[
Date Prev][
Date Next][
Thread Prev][
Thread Next][
Date Index][
Thread Index]
[
List Home]
Re: [cross-project-issues-dev] download.eclipse.org unavailable
|
Thank you both for your perspectives. It is understood that we
can do a better job of communicating, both during and after
outages. Such events are convenient for absolutely no one, and we
try very hard to avoid them in the first place. We feel your pain.
I do feel the need to remind folks of the Service Level
Agreements for the numerous services provided by Eclipse
Foundation IT:
https://wiki.eclipse.org/IT_SLA
CBI is a Tier II - Best Effort service, and considering the
Foundation's "shut down" status during that week, I think we fared
pretty well. Strategic members of the EF can alert IT staff
directly, outside of business hours, using SMS text, to expedite
resolution of Tier II & Tier III service outages. If CBI, or
other parts of the Eclipse Foundation's Infra is instrumental to
your business, please consider Strategic Membership, as it has
many benefits.
https://www.eclipse.org/membership/
Denis
On 2021-08-13 9:38 a.m., Christoph
Läubrich wrote:
Thanks
Ed for the detailed time-line. I also can confirm that (from the
point of a simple comitter POV) the outage was not over at Aug 2
(maybe for me 'core services' are just others than from the
infra-POV) but has last far to 4 Aug and I could continue the work
on my issues.
So for me the summary "The outage was extensive, and for core
services, lasted for approximately 18 hours. Non-core services
were degraded for an additional 12 hours." does not feels quite
right but as said before I can't 'proof' that, its jsut that
actually I was only able to resume my work at Aug 4 (120hrs
later!) at laest until the tycho-ci server was restarted ...

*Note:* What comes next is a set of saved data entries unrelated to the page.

//! Inline style sheets that mimic each platform's native typography when pasted.

use crate::types::Platform;

/// Monospaced block used for non-diagram code fences on every platform.
pub const CODE_BLOCK_STYLE: &str = "background-color: #f8fafc; border: 1px solid #e2e8f0; border-radius: 8px; padding: 16px; margin: 24px 0; overflow-x: auto; font-family: 'D2Coding', 'Consolas', monospace; font-size: 14px; line-height: 1.6; color: #1e293b; white-space: pre;";

/// Visible placeholder shown when a diagram cannot be rendered.
pub const DIAGRAM_ERROR_STYLE: &str = "border: 2px solid #fca5a5; background-color: #fef2f2; color: #b91c1c; border-radius: 8px; padding: 16px; margin: 24px 0; font-size: 14px;";

/// Wrapper around a rendered diagram image.
pub const DIAGRAM_FIGURE_STYLE: &str = "text-align: center; margin: 30px 0;";

/// Rule drawn under the title on every platform except Medium.
pub const TITLE_RULE_STYLE: &str = "border: 0; border-top: 1px solid #eee; margin: 30px 0;";

/// Table styles shared by every platform.
pub const TABLE_STYLES: TableStyles = TableStyles {
    table: "border-collapse: collapse; width: 100%; margin: 30px 0; font-size: 15px; border-radius: 8px; overflow: hidden; box-shadow: 0 1px 3px rgba(0,0,0,0.1);",
    td: "border-bottom: 1px solid #f1f5f9; padding: 14px; color: #334155; line-height: 1.6;",
    th: "background-color: #f1f5f9; border-bottom: 2px solid #e2e8f0; padding: 14px; font-weight: bold; text-align: left; color: #1e293b; text-transform: uppercase; font-size: 14px;",
};

/// Medium: serif body with sans-serif section headings.
static MEDIUM: PlatformStyleSheet = PlatformStyleSheet {
    blockquote: "border-left: 3px solid #242424; padding-left: 20px; font-style: italic; font-size: 24px;",
    bold: "font-weight: 700;",
    container: "font-family: 'Times New Roman', serif; color: #242424;",
    h1: "font-size: 42px; font-weight: 400; margin-bottom: 10px; color: #242424;",
    h2: "font-family: sans-serif; font-size: 24px; font-weight: 700; margin-top: 40px; margin-bottom: 14px; color: #242424;",
    h3: "font-family: sans-serif; font-size: 20px; font-weight: 700; margin-top: 30px; margin-bottom: 10px; color: #242424;",
    image: "max-width: 100%; height: auto; display: block; margin: 32px auto;",
    link: "color: #1a8917; text-decoration: underline;",
    paragraph: "font-size: 20px; line-height: 1.58; color: #242424; margin-bottom: 24px;",
};

/// Naver Blog: green accents and highlighter-style bold.
static NAVER: PlatformStyleSheet = PlatformStyleSheet {
    blockquote: "background-color: #f8fafc; border-left: 4px solid #03C75A; padding: 24px; margin: 30px 0; font-style: italic; color: #475569; font-family: \"Noto Serif KR\", serif; font-size: 18px;",
    bold: "background-color: #fef9c3; padding: 0 4px; border-radius: 2px; color: #000;",
    container: "font-family: 'Pretendard', 'Malgun Gothic', sans-serif; color: #374151;",
    h1: "font-size: 34px; font-weight: 800; margin-bottom: 30px; color: #111; letter-spacing: -0.02em;",
    h2: "font-size: 26px; font-weight: bold; margin-top: 40px; margin-bottom: 20px; padding-bottom: 12px; border-bottom: 2px solid #f1f5f9; color: #111;",
    h3: "font-size: 20px; font-weight: bold; margin-top: 30px; margin-bottom: 15px; color: #333; border-left: 4px solid #03C75A; padding-left: 12px;",
    image: "max-width: 100%; height: auto; display: block; margin: 30px auto; border-radius: 8px;",
    link: "color: #03C75A; text-decoration: underline; font-weight: bold;",
    paragraph: "font-size: 17px; line-height: 1.8; color: #374151; margin-bottom: 20px;",
};

/// Substack: compact sans-serif with orange accents.
static SUBSTACK: PlatformStyleSheet = PlatformStyleSheet {
    blockquote: "padding-left: 16px; border-left: 3px solid #FF6719; font-style: italic;",
    bold: "font-weight: bold;",
    container: "font-family: sans-serif; color: #363636;",
    h1: "font-size: 28px; font-weight: 800; margin-bottom: 16px; color: #1a1a1a;",
    h2: "font-size: 20px; font-weight: 700; margin-top: 24px; margin-bottom: 12px; color: #1a1a1a;",
    h3: "font-size: 18px; font-weight: 600; margin-top: 20px; margin-bottom: 8px;",
    image: "max-width: 100%; height: auto; display: block; margin: 20px auto;",
    link: "color: #FF6719; text-decoration: underline;",
    paragraph: "font-size: 17px; line-height: 1.6; color: #363636; margin-bottom: 16px;",
};

/// Tistory: orange headings.
static TISTORY: PlatformStyleSheet = PlatformStyleSheet {
    blockquote: "border-left: 4px solid #F44F05; padding-left: 18px; margin: 24px 0; color: #666; font-style: italic;",
    bold: "font-weight: bold; color: #000;",
    container: "font-family: 'Pretendard', sans-serif; color: #333;",
    h1: "font-size: 32px; font-weight: bold; margin-bottom: 24px; color: #222;",
    h2: "font-size: 24px; font-weight: bold; margin-top: 40px; margin-bottom: 16px; color: #F44F05;",
    h3: "font-size: 19px; font-weight: bold; margin-top: 24px; margin-bottom: 12px; color: #333;",
    image: "max-width: 100%; height: auto; display: block; margin: 24px auto;",
    link: "color: #F44F05; text-decoration: underline;",
    paragraph: "font-size: 17px; line-height: 1.75; color: #444; margin-bottom: 18px;",
};

/// WordPress: the active theme styles everything.
static WORDPRESS: PlatformStyleSheet = PlatformStyleSheet {
    blockquote: "",
    bold: "",
    container: "",
    h1: "",
    h2: "",
    h3: "",
    image: "",
    link: "",
    paragraph: "",
};

/// Literal inline-style strings for each semantic role on one platform.
#[derive(Debug, Clone, Copy, PartialEq, Eq)]
pub struct PlatformStyleSheet {
    /// `<blockquote>`.
    pub blockquote: &'static str,
    /// `<strong>`.
    pub bold: &'static str,
    /// Outer `<div>` wrapping the export.
    pub container: &'static str,
    /// Title and `#` headings.
    pub h1: &'static str,
    /// `##` headings.
    pub h2: &'static str,
    /// `###` headings.
    pub h3: &'static str,
    /// Header and inline images.
    pub image: &'static str,
    /// `<a>`.
    pub link: &'static str,
    /// Body text.
    pub paragraph: &'static str,
}

/// Styles for the shared `<table>` rendering.
#[derive(Debug, Clone, Copy, PartialEq, Eq)]
pub struct TableStyles {
    /// `<table>`.
    pub table: &'static str,
    /// Body cells.
    pub td: &'static str,
    /// Header cells.
    pub th: &'static str,
}

impl PlatformStyleSheet {
    /// Style for a heading level. Levels outside 1..=3 use the h3 style.
    pub const fn heading(&self, level: u8) -> &'static str {
        return match level {
            1 => self.h1,
            2 => self.h2,
            _ => self.h3,
        };
    }
}

/// Format a `style` attribute, or nothing when the style is empty. Double
/// quotes inside the style (font names) are entity-escaped so the attribute
/// stays intact.
pub fn style_attr(style: &str) -> String {
    if style.is_empty() {
        return String::new();
    }
    return format!(" style=\"{}\"", style.replace('"', "&quot;"));
}

/// The style sheet for a platform.
pub fn style_sheet(platform: Platform) -> &'static PlatformStyleSheet {
    return match platform {
        Platform::Medium => &MEDIUM,
        Platform::Naver => &NAVER,
        Platform::Substack => &SUBSTACK,
        Platform::Tistory => &TISTORY,
        Platform::Wordpress => &WORDPRESS,
    };
}

#[cfg(test)]
mod tests {
    use super::*;

    #[test]
    fn medium_headings_are_sans_serif_and_distinct_from_naver() {
        let medium = style_sheet(Platform::Medium);
        let naver = style_sheet(Platform::Naver);
        assert!(medium.h2.contains("sans-serif"));
        assert_ne!(medium.h2, naver.h2);
        assert_ne!(medium.bold, naver.bold);
    }

    #[test]
    fn wordpress_emits_no_style_attributes() {
        let wp = style_sheet(Platform::Wordpress);
        assert_eq!(style_attr(wp.paragraph), "");
        assert_eq!(style_attr(wp.h1), "");
    }

    #[test]
    fn quoted_font_names_keep_the_attribute_closed() {
        let naver = style_sheet(Platform::Naver);
        let attr = style_attr(naver.blockquote);
        assert!(attr.contains("font-family: &quot;Noto Serif KR&quot;, serif; font-size: 18px;\""));
        assert_eq!(attr.matches('"').count(), 2);
    }

    #[test]
    fn heading_level_falls_back_to_h3() {
        let naver = style_sheet(Platform::Naver);
        assert_eq!(naver.heading(1), naver.h1);
        assert_eq!(naver.heading(6), naver.h3);
    }
}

so for me it seems a check "are all build servers running and have
executors" is missing from the status page.
Am 13.08.21 um 15:22 schrieb Ed Willink:
Hi
Thank you all for hitting problems quite quickly once you were
engaged. Perhaps this 'bystander's' perspective may help to
understand the need to communicate better.
I first became aware of the problem after receiving notification
a little after 2:42 EDT 1-Aug that a weekly OCL rebuild had
failed. Investigation of the log pointed a finger at the GIT
repo and eclipsestatus.io indicated that a major outage was in
progress with an 'investigating' tweet. Clearly someone was on
the case and so the bystander effect took over and I didn't
raise any reports or emails to distract.
'investigating' status advanced to 'fix-in-progress' after an
hour.
But then nothing for a further 5 hours, at which point we got
'it will take 13 hours'. On twitter someone asked when the 13
hours started; one might have hoped that it would be from the
'fix-in-progress' time. This tweet and an 'ETA?' tweet were
never answered.
17 hours later we got 'most websites' back, which might be true
but with important services down, it was misleading. It took a
further perhaps 4 hours
forhttps://download.eclipse.org/tools/orbit/downloads/latest-I
<https://download.eclipse.org/tools/orbit/downloads/latest-I>
to return, and 50 hours before projects-storage.eclipse.org
<mailto:genie.modisco@xxxxxxxxxxxxxxxxxxxxxxxxxxxx> was
back and another couple of hours to get
/shared/common/apache-ant-latest/bin/ant back.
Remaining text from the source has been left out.